* **What this task involves**
Needed from the entries below: every line that holds the word "reshaped".

[[ Material to process, beginning ]]

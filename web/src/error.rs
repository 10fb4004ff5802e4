#[cfg(test)]
#[path = "error_test.rs"]
mod error_test;

use scene::config::ConfigError;
use scene::session::MediaError;
use wasm_bindgen::JsValue;

/// Failures surfaced to JavaScript by the host.
#[derive(Debug, thiserror::Error)]
pub enum HostError {
    #[error("no browser window")]
    NoWindow,
    #[error("window has no document")]
    NoDocument,
    #[error("invalid scene config: {0}")]
    Config(#[from] ConfigError),
    #[error("{0}")]
    Media(#[from] MediaError),
    #[error("serialization failed: {0}")]
    Json(#[from] serde_json::Error),
    #[error("dom call failed: {0}")]
    Dom(String),
}

impl HostError {
    /// Wrap a thrown JS value.
    #[must_use]
    pub fn dom(value: &JsValue) -> Self {
        Self::Dom(describe(value))
    }
}

impl From<HostError> for JsValue {
    fn from(err: HostError) -> Self {
        JsValue::from_str(&err.to_string())
    }
}

/// Best-effort text for a thrown JS value.
#[must_use]
pub fn describe(value: &JsValue) -> String {
    value.as_string().unwrap_or_else(|| format!("{value:?}"))
}
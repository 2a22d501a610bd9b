//! # strata-meta
//!
//! Dataset metadata model and the metadata cache for the strata subscriber.
//!
//! A dataset's descriptive record (shape, chunk geometry, dtype, codec
//! parameters, attributes, origin modification time) lives apart from its
//! chunk bytes so that an `info` query never touches chunk data.
//!
//! ## Storage Backends
//!
//! - `MetaCache`: LMDB-backed, one JSON document per dataset plus one per root

pub mod lmdb;

pub use lmdb::MetaCache;

use std::collections::BTreeMap;
use std::fmt;

use chrono::{DateTime, Utc};
use serde::{Deserialize, Serialize};
use thiserror::Error;

use strata_config::path::normalize_dataset_path;

/// Errors that can occur during metadata operations
#[derive(Error, Debug)]
pub enum MetaError {
    #[error("LMDB error: {0}")]
    Heed(#[from] heed::Error),

    #[error("I/O error: {0}")]
    Io(#[from] std::io::Error),

    #[error("Invalid dataset metadata: {0}")]
    Invalid(String),
}

pub type Result<T> = std::result::Result<T, MetaError>;

/// Identity of a dataset: the root it belongs to and its path within that root.
#[derive(Debug, Clone, PartialEq, Eq, PartialOrd, Ord, Hash, Serialize, Deserialize)]
pub struct DatasetId {
    pub root: String,
    pub path: String,
}

impl DatasetId {
    /// Build an id, normalizing the dataset path.
    pub fn new(root: impl Into<String>, path: &str) -> Self {
        Self {
            root: root.into(),
            path: normalize_dataset_path(path),
        }
    }

    /// Record key: `root \0 path`. Sorting by key groups a root's datasets.
    pub fn key(&self) -> String {
        format!("{}\0{}", self.root, self.path)
    }

    /// Hex key used for on-disk chunk directories
    pub fn storage_key(&self) -> String {
        strata_config::path::dataset_key(&self.root, &self.path)
    }
}

impl fmt::Display for DatasetId {
    fn fmt(&self, f: &mut fmt::Formatter<'_>) -> fmt::Result {
        write!(f, "{}:{}", self.root, self.path)
    }
}

/// Element type tag
#[derive(Debug, Clone, Copy, PartialEq, Eq, Serialize, Deserialize)]
#[serde(rename_all = "lowercase")]
pub enum DType {
    Bool,
    U8,
    I8,
    U16,
    I16,
    U32,
    I32,
    U64,
    I64,
    F32,
    F64,
    /// Opaque byte frames
    Bytes,
}

impl DType {
    /// Size of one element in bytes
    pub fn item_size(self) -> usize {
        match self {
            DType::Bool | DType::U8 | DType::I8 | DType::Bytes => 1,
            DType::U16 | DType::I16 => 2,
            DType::U32 | DType::I32 | DType::F32 => 4,
            DType::U64 | DType::I64 | DType::F64 => 8,
        }
    }
}

/// Codec parameters recorded by the publisher. Passed through to the codec,
/// never interpreted by the cache.
#[derive(Debug, Clone, Default, PartialEq, Eq, Serialize, Deserialize)]
pub struct CompressionParams {
    pub codec: String,
    #[serde(default)]
    pub level: Option<i32>,
    #[serde(default)]
    pub filters: Vec<String>,
}

/// Free-form attribute value
#[derive(Debug, Clone, PartialEq, Serialize, Deserialize)]
pub enum AttrValue {
    Str(String),
    Int(i64),
    Float(f64),
    Bool(bool),
    Bytes(Vec<u8>),
    List(Vec<AttrValue>),
    Map(BTreeMap<String, AttrValue>),
}

impl From<&str> for AttrValue {
    fn from(s: &str) -> Self {
        AttrValue::Str(s.to_string())
    }
}

impl From<i64> for AttrValue {
    fn from(v: i64) -> Self {
        AttrValue::Int(v)
    }
}

impl From<f64> for AttrValue {
    fn from(v: f64) -> Self {
        AttrValue::Float(v)
    }
}

impl From<bool> for AttrValue {
    fn from(v: bool) -> Self {
        AttrValue::Bool(v)
    }
}

/// Metadata as reported by a publisher.
#[derive(Debug, Clone, PartialEq, Serialize, Deserialize)]
pub struct OriginMeta {
    pub shape: Vec<u64>,
    pub chunk_shape: Vec<u64>,
    pub block_shape: Vec<u64>,
    pub dtype: DType,
    #[serde(default)]
    pub compression: CompressionParams,
    #[serde(default)]
    pub attributes: BTreeMap<String, AttrValue>,
    pub mtime: DateTime<Utc>,
}

/// Cached dataset record.
#[derive(Debug, Clone, PartialEq, Serialize, Deserialize)]
pub struct DatasetMeta {
    /// Extent of each dimension
    pub shape: Vec<u64>,
    /// Chunk extent per dimension (same rank as `shape`)
    pub chunk_shape: Vec<u64>,
    /// Sub-chunk compression unit, passed through
    pub block_shape: Vec<u64>,
    pub dtype: DType,
    pub compression: CompressionParams,
    pub attributes: BTreeMap<String, AttrValue>,
    /// Modification time the origin reported at the last successful probe
    pub origin_mtime: DateTime<Utc>,
    /// Local time of the last metadata refresh. Chunks fetched before this are stale.
    pub cached_at: DateTime<Utc>,
    /// Local time of the last successful origin probe
    pub probed_at: DateTime<Utc>,
    /// Absent from the root's listing at the last resync
    #[serde(default)]
    pub deleted: bool,
}

impl DatasetMeta {
    /// Build a fresh cache record from publisher metadata.
    pub fn from_origin(meta: OriginMeta, now: DateTime<Utc>) -> Self {
        Self {
            shape: meta.shape,
            chunk_shape: meta.chunk_shape,
            block_shape: meta.block_shape,
            dtype: meta.dtype,
            compression: meta.compression,
            attributes: meta.attributes,
            origin_mtime: meta.mtime,
            cached_at: now,
            probed_at: now,
            deleted: false,
        }
    }

    pub fn rank(&self) -> usize {
        self.shape.len()
    }

    /// Check the geometry invariants: equal ranks and non-zero chunk extents.
    pub fn validate(&self) -> Result<()> {
        if self.chunk_shape.len() != self.shape.len() || self.block_shape.len() != self.shape.len() {
            return Err(MetaError::Invalid(format!(
                "rank mismatch: shape {:?}, chunk_shape {:?}, block_shape {:?}",
                self.shape, self.chunk_shape, self.block_shape
            )));
        }
        if let Some(dim) = self.chunk_shape.iter().position(|&c| c == 0) {
            return Err(MetaError::Invalid(format!("chunk_shape[{}] is zero", dim)));
        }
        Ok(())
    }

    /// True if chunk blobs of `other` map to the same element regions and
    /// byte layout as this record's. A changed layout orphans every
    /// cached chunk.
    pub fn same_layout(&self, other: &DatasetMeta) -> bool {
        self.shape == other.shape
            && self.chunk_shape == other.chunk_shape
            && self.block_shape == other.block_shape
            && self.dtype == other.dtype
            && self.compression == other.compression
    }

    /// Number of chunks along each dimension: `ceil(shape[i] / chunk_shape[i])`.
    pub fn grid_shape(&self) -> Vec<u64> {
        self.shape
            .iter()
            .zip(&self.chunk_shape)
            .map(|(&s, &c)| s.div_ceil(c))
            .collect()
    }

    /// Total number of chunks in the grid
    pub fn chunk_count(&self) -> u64 {
        self.grid_shape().iter().product()
    }

    /// Number of elements in the whole array
    pub fn element_count(&self) -> u64 {
        self.shape.iter().product()
    }
}

/// Reserved-prefix namespace carried by a root name.
#[derive(Debug, Clone, Copy, PartialEq, Eq, Serialize, Deserialize)]
pub enum RootScope {
    /// `~name`
    Personal,
    /// `@name`
    Shared,
    Public,
}

impl RootScope {
    pub fn of(name: &str) -> Self {
        if name.starts_with('~') {
            RootScope::Personal
        } else if name.starts_with('@') {
            RootScope::Shared
        } else {
            RootScope::Public
        }
    }
}

/// Subscription state of a root. There is no way back to "unknown" once subscribed.
#[derive(Debug, Clone, Copy, PartialEq, Eq, Serialize, Deserialize)]
pub enum RootState {
    Subscribing,
    Subscribed,
}

/// Persistent record of a subscribed root.
#[derive(Debug, Clone, PartialEq, Serialize, Deserialize)]
pub struct RootRecord {
    pub name: String,
    pub origin_address: String,
    pub state: RootState,
    /// Dataset paths known at the last sync, in listing order
    pub last_listing: Vec<String>,
    pub listed_at: Option<DateTime<Utc>>,
    /// Set by an explicit change notification
    #[serde(default)]
    pub needs_refresh: bool,
}

impl RootRecord {
    pub fn new(name: impl Into<String>, origin_address: impl Into<String>) -> Self {
        Self {
            name: name.into(),
            origin_address: origin_address.into(),
            state: RootState::Subscribing,
            last_listing: Vec::new(),
            listed_at: None,
            needs_refresh: false,
        }
    }

    pub fn subscribed(&self) -> bool {
        self.state == RootState::Subscribed
    }

    pub fn scope(&self) -> RootScope {
        RootScope::of(&self.name)
    }
}

#[cfg(test)]
mod tests {
    use super::*;

    pub(crate) fn sample_meta() -> DatasetMeta {
        let now = Utc::now();
        DatasetMeta::from_origin(
            OriginMeta {
                shape: vec![10, 20],
                chunk_shape: vec![5, 5],
                block_shape: vec![5, 5],
                dtype: DType::F32,
                compression: CompressionParams {
                    codec: "blosc".to_string(),
                    level: Some(5),
                    filters: vec!["shuffle".to_string()],
                },
                attributes: BTreeMap::from([
                    ("units".to_string(), AttrValue::from("kelvin")),
                    ("scale".to_string(), AttrValue::from(0.5)),
                ]),
                mtime: now,
            },
            now,
        )
    }

    #[test]
    fn test_grid_shape_rounds_up() {
        let mut meta = sample_meta();
        assert_eq!(meta.grid_shape(), vec![2, 4]);
        assert_eq!(meta.chunk_count(), 8);

        meta.shape = vec![11, 21];
        assert_eq!(meta.grid_shape(), vec![3, 5]);
    }

    #[test]
    fn test_validate_rank_mismatch() {
        let mut meta = sample_meta();
        meta.block_shape = vec![5];
        assert!(matches!(meta.validate(), Err(MetaError::Invalid(_))));
    }

    #[test]
    fn test_validate_zero_chunk() {
        let mut meta = sample_meta();
        meta.chunk_shape = vec![5, 0];
        assert!(meta.validate().is_err());
        assert!(sample_meta().validate().is_ok());
    }

    #[test]
    fn test_same_layout_ignores_times_and_attributes() {
        let meta = sample_meta();
        let mut later = meta.clone();
        later.cached_at = meta.cached_at + chrono::Duration::seconds(5);
        later.attributes.clear();
        assert!(meta.same_layout(&later));

        let mut reshaped = meta.clone();
        reshaped.shape = vec![10, 40];
        assert!(!meta.same_layout(&reshaped));

        let mut retyped = meta.clone();
        retyped.dtype = DType::F64;
        assert!(!meta.same_layout(&retyped));
    }

    #[test]
    fn test_dataset_id_normalizes_path() {
        let a = DatasetId::new("public", "runs/a/");
        let b = DatasetId::new("public", "/runs/a");
        assert_eq!(a, b);
        assert_eq!(a.key(), "public\0/runs/a");
        assert_eq!(a.to_string(), "public:/runs/a");
    }

    #[test]
    fn test_root_scope() {
        assert_eq!(RootScope::of("~alice"), RootScope::Personal);
        assert_eq!(RootScope::of("@lab"), RootScope::Shared);
        assert_eq!(RootScope::of("public"), RootScope::Public);
    }

    #[test]
    fn test_item_sizes() {
        assert_eq!(DType::Bytes.item_size(), 1);
        assert_eq!(DType::I16.item_size(), 2);
        assert_eq!(DType::F32.item_size(), 4);
        assert_eq!(DType::F64.item_size(), 8);
    }

    #[test]
    fn test_attributes_survive_json_and_bincode() {
        let meta = sample_meta();

        let json = serde_json::to_string(&meta).unwrap();
        let from_json: DatasetMeta = serde_json::from_str(&json).unwrap();
        assert_eq!(from_json, meta);

        let bin = bincode::serialize(&meta).unwrap();
        let from_bin: DatasetMeta = bincode::deserialize(&bin).unwrap();
        assert_eq!(from_bin.attributes, meta.attributes);
    }

    #[test]
    fn test_new_root_is_subscribing() {
        let root = RootRecord::new("@lab", "http://pub");
        assert!(!root.subscribed());
        assert_eq!(root.scope(), RootScope::Shared);
    }
}
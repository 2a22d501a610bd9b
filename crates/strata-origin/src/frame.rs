//! Chunk frame codec for ranged chunk responses.
//!
//! A body is a sequence of frames, each
//! `index (u64 LE) | len (u32 LE) | len bytes`.
//! Payload bytes are carried verbatim.

use crate::{OriginError, Result};

const FRAME_HEADER: usize = 8 + 4;

/// Encode `(index, bytes)` pairs into one body.
pub fn encode_frames<'a, I>(chunks: I) -> Result<Vec<u8>>
where
    I: IntoIterator<Item = (u64, &'a [u8])>,
{
    let mut out = Vec::new();
    for (index, bytes) in chunks {
        let len = u32::try_from(bytes.len()).map_err(|_| {
            OriginError::Protocol(format!("chunk {} too large: {} bytes", index, bytes.len()))
        })?;
        out.extend_from_slice(&index.to_le_bytes());
        out.extend_from_slice(&len.to_le_bytes());
        out.extend_from_slice(bytes);
    }
    Ok(out)
}

/// Decode a body produced by [`encode_frames`].
pub fn decode_frames(mut data: &[u8]) -> Result<Vec<(u64, Vec<u8>)>> {
    let mut frames = Vec::new();
    while !data.is_empty() {
        if data.len() < FRAME_HEADER {
            return Err(OriginError::Protocol(format!(
                "truncated frame header ({} bytes left)",
                data.len()
            )));
        }
        let mut index = [0u8; 8];
        index.copy_from_slice(&data[..8]);
        let mut len = [0u8; 4];
        len.copy_from_slice(&data[8..FRAME_HEADER]);
        let index = u64::from_le_bytes(index);
        let len = u32::from_le_bytes(len) as usize;

        let rest = &data[FRAME_HEADER..];
        if rest.len() < len {
            return Err(OriginError::Protocol(format!(
                "frame for chunk {} declares {} bytes, {} available",
                index,
                len,
                rest.len()
            )));
        }
        frames.push((index, rest[..len].to_vec()));
        data = &rest[len..];
    }
    Ok(frames)
}

#[cfg(test)]
mod tests {
    use super::*;

    #[test]
    fn test_layout() {
        let body = encode_frames([(3u64, &b"ab"[..])]).unwrap();
        assert_eq!(&body[..8], &3u64.to_le_bytes());
        assert_eq!(&body[8..12], &2u32.to_le_bytes());
        assert_eq!(&body[12..], b"ab");
    }

    #[test]
    fn test_multiple_and_empty_frames() {
        let body = encode_frames([(0u64, &b""[..]), (1, &b"xyz"[..])]).unwrap();
        let frames = decode_frames(&body).unwrap();
        assert_eq!(frames, vec![(0, vec![]), (1, b"xyz".to_vec())]);
        assert!(decode_frames(&[]).unwrap().is_empty());
    }

    #[test]
    fn test_truncated_body() {
        let body = encode_frames([(9u64, &b"payload"[..])]).unwrap();
        assert!(matches!(
            decode_frames(&body[..body.len() - 1]),
            Err(OriginError::Protocol(_))
        ));
        assert!(matches!(
            decode_frames(&body[..5]),
            Err(OriginError::Protocol(_))
        ));
    }
}
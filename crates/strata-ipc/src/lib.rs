//! # strata-ipc
//!
//! Request/response protocol spoken on the daemon's Unix socket.
//!
//! Each message is a frame: `len (u32 LE) | bincode payload`.

use serde::{Deserialize, Serialize};
use thiserror::Error;

use strata_core::{CacheStatus, CoreError, Representation, RootSummary, SliceData, SliceSpec};
use strata_meta::DatasetMeta;

/// Largest accepted frame payload (a full download travels in one frame)
pub const MAX_FRAME_LEN: usize = 1 << 30;

#[derive(Debug, Clone, PartialEq, Serialize, Deserialize)]
pub enum StrataRequest {
    Handshake {
        client_version: String,
    },
    Status,
    ListRoots,
    Subscribe {
        root: String,
    },
    Unsubscribe {
        root: String,
    },
    ListDatasets {
        root: String,
    },
    Notify {
        root: String,
    },
    Info {
        root: String,
        path: String,
    },
    Slice {
        root: String,
        path: String,
        spec: SliceSpec,
        repr: Representation,
    },
    Download {
        root: String,
        path: String,
    },
    PurgeDeleted {
        root: String,
    },
}

/// Category of a failed request, mirroring the core error taxonomy
#[derive(Debug, Clone, Copy, PartialEq, Eq, Serialize, Deserialize)]
pub enum ErrorKind {
    NotFound,
    OutOfRange,
    Unreachable,
    Timeout,
    PartialFetchFailure,
    Internal,
}

impl From<&CoreError> for ErrorKind {
    fn from(err: &CoreError) -> Self {
        match err {
            CoreError::NotFound(_) => ErrorKind::NotFound,
            CoreError::OutOfRange(_) => ErrorKind::OutOfRange,
            CoreError::Unreachable(_) => ErrorKind::Unreachable,
            CoreError::Timeout(_) => ErrorKind::Timeout,
            CoreError::PartialFetchFailure { .. } => ErrorKind::PartialFetchFailure,
            _ => ErrorKind::Internal,
        }
    }
}

#[derive(Debug, Clone, PartialEq, Serialize, Deserialize)]
pub enum StrataResponse {
    HandshakeAck { server_version: String },
    Status(CacheStatus),
    Roots(Vec<RootSummary>),
    Ack,
    /// Whether the addressed root existed
    Flag(bool),
    Datasets(Vec<String>),
    Info(Box<DatasetMeta>),
    Slice(SliceData),
    Data(Vec<u8>),
    Purged(Vec<String>),
    Error { kind: ErrorKind, message: String },
}

impl StrataResponse {
    pub fn error(err: &CoreError) -> Self {
        StrataResponse::Error {
            kind: err.into(),
            message: err.to_string(),
        }
    }
}

#[derive(Debug, Error)]
pub enum FrameError {
    #[error("I/O error: {0}")]
    Io(#[from] std::io::Error),

    #[error("encoding error: {0}")]
    Encoding(#[from] bincode::Error),

    #[error("frame of {0} bytes exceeds limit")]
    TooLarge(usize),
}

/// Serialize a message into a length-prefixed frame.
pub fn encode_frame<T: Serialize>(msg: &T) -> Result<Vec<u8>, FrameError> {
    let payload = bincode::serialize(msg)?;
    if payload.len() > MAX_FRAME_LEN {
        return Err(FrameError::TooLarge(payload.len()));
    }
    let mut frame = Vec::with_capacity(4 + payload.len());
    frame.extend_from_slice(&(payload.len() as u32).to_le_bytes());
    frame.extend_from_slice(&payload);
    Ok(frame)
}

/// Async frame I/O over any stream
#[cfg(feature = "tokio")]
pub mod frame {
    use super::*;
    use serde::de::DeserializeOwned;
    use tokio::io::{AsyncRead, AsyncReadExt, AsyncWrite, AsyncWriteExt};

    /// Read one frame. Returns None on a clean EOF before the length prefix.
    pub async fn read_frame<T, R>(reader: &mut R) -> Result<Option<T>, FrameError>
    where
        T: DeserializeOwned,
        R: AsyncRead + Unpin,
    {
        let mut len_buf = [0u8; 4];
        match reader.read_exact(&mut len_buf).await {
            Ok(_) => {}
            Err(e) if e.kind() == std::io::ErrorKind::UnexpectedEof => return Ok(None),
            Err(e) => return Err(e.into()),
        }
        let len = u32::from_le_bytes(len_buf) as usize;
        if len > MAX_FRAME_LEN {
            return Err(FrameError::TooLarge(len));
        }

        let mut payload = vec![0u8; len];
        reader.read_exact(&mut payload).await?;
        Ok(Some(bincode::deserialize(&payload)?))
    }

    pub async fn write_frame<T, W>(writer: &mut W, msg: &T) -> Result<(), FrameError>
    where
        T: Serialize,
        W: AsyncWrite + Unpin,
    {
        let frame = encode_frame(msg)?;
        writer.write_all(&frame).await?;
        writer.flush().await?;
        Ok(())
    }
}

/// IPC Client for communicating with the strata daemon
#[cfg(feature = "tokio")]
pub mod client {
    use super::*;
    use std::path::Path;
    use tokio::net::UnixStream;

    pub struct DaemonClient {
        stream: UnixStream,
    }

    impl DaemonClient {
        /// Connect to the daemon socket
        pub async fn connect_to(socket_path: &Path) -> anyhow::Result<Self> {
            let stream = UnixStream::connect(socket_path).await?;
            Ok(Self { stream })
        }

        /// Send a request and receive response
        pub async fn send(&mut self, request: &StrataRequest) -> anyhow::Result<StrataResponse> {
            frame::write_frame(&mut self.stream, request).await?;
            match frame::read_frame(&mut self.stream).await? {
                Some(response) => Ok(response),
                None => anyhow::bail!("Daemon closed the connection"),
            }
        }

        /// Handshake with daemon
        pub async fn handshake(&mut self) -> anyhow::Result<String> {
            let request = StrataRequest::Handshake {
                client_version: env!("CARGO_PKG_VERSION").to_string(),
            };
            match self.send(&request).await? {
                StrataResponse::HandshakeAck { server_version } => Ok(server_version),
                other => Err(unexpected("Handshake", other)),
            }
        }

        pub async fn status(&mut self) -> anyhow::Result<CacheStatus> {
            match self.send(&StrataRequest::Status).await? {
                StrataResponse::Status(status) => Ok(status),
                other => Err(unexpected("Status", other)),
            }
        }

        pub async fn list_roots(&mut self) -> anyhow::Result<Vec<RootSummary>> {
            match self.send(&StrataRequest::ListRoots).await? {
                StrataResponse::Roots(roots) => Ok(roots),
                other => Err(unexpected("ListRoots", other)),
            }
        }

        pub async fn subscribe(&mut self, root: &str) -> anyhow::Result<()> {
            let request = StrataRequest::Subscribe {
                root: root.to_string(),
            };
            match self.send(&request).await? {
                StrataResponse::Ack => Ok(()),
                other => Err(unexpected("Subscribe", other)),
            }
        }

        pub async fn unsubscribe(&mut self, root: &str) -> anyhow::Result<bool> {
            let request = StrataRequest::Unsubscribe {
                root: root.to_string(),
            };
            match self.send(&request).await? {
                StrataResponse::Flag(existed) => Ok(existed),
                other => Err(unexpected("Unsubscribe", other)),
            }
        }

        pub async fn list_datasets(&mut self, root: &str) -> anyhow::Result<Vec<String>> {
            let request = StrataRequest::ListDatasets {
                root: root.to_string(),
            };
            match self.send(&request).await? {
                StrataResponse::Datasets(paths) => Ok(paths),
                other => Err(unexpected("ListDatasets", other)),
            }
        }

        pub async fn notify(&mut self, root: &str) -> anyhow::Result<bool> {
            let request = StrataRequest::Notify {
                root: root.to_string(),
            };
            match self.send(&request).await? {
                StrataResponse::Flag(known) => Ok(known),
                other => Err(unexpected("Notify", other)),
            }
        }

        pub async fn info(&mut self, root: &str, path: &str) -> anyhow::Result<DatasetMeta> {
            let request = StrataRequest::Info {
                root: root.to_string(),
                path: path.to_string(),
            };
            match self.send(&request).await? {
                StrataResponse::Info(meta) => Ok(*meta),
                other => Err(unexpected("Info", other)),
            }
        }

        pub async fn slice(
            &mut self,
            root: &str,
            path: &str,
            spec: SliceSpec,
            repr: Representation,
        ) -> anyhow::Result<SliceData> {
            let request = StrataRequest::Slice {
                root: root.to_string(),
                path: path.to_string(),
                spec,
                repr,
            };
            match self.send(&request).await? {
                StrataResponse::Slice(data) => Ok(data),
                other => Err(unexpected("Slice", other)),
            }
        }

        pub async fn download(&mut self, root: &str, path: &str) -> anyhow::Result<Vec<u8>> {
            let request = StrataRequest::Download {
                root: root.to_string(),
                path: path.to_string(),
            };
            match self.send(&request).await? {
                StrataResponse::Data(bytes) => Ok(bytes),
                other => Err(unexpected("Download", other)),
            }
        }

        pub async fn purge_deleted(&mut self, root: &str) -> anyhow::Result<Vec<String>> {
            let request = StrataRequest::PurgeDeleted {
                root: root.to_string(),
            };
            match self.send(&request).await? {
                StrataResponse::Purged(paths) => Ok(paths),
                other => Err(unexpected("PurgeDeleted", other)),
            }
        }
    }

    fn unexpected(op: &str, response: StrataResponse) -> anyhow::Error {
        match response {
            StrataResponse::Error { kind, message } => {
                anyhow::anyhow!("{} failed ({:?}): {}", op, kind, message)
            }
            other => anyhow::anyhow!("{}: unexpected response {:?}", op, other),
        }
    }
}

[[ Material to process, end ]]

* **Answer area**
        let mut reshaped = meta.clone();
        reshaped.shape = vec![10, 40];
        assert!(!meta.same_layout(&reshaped));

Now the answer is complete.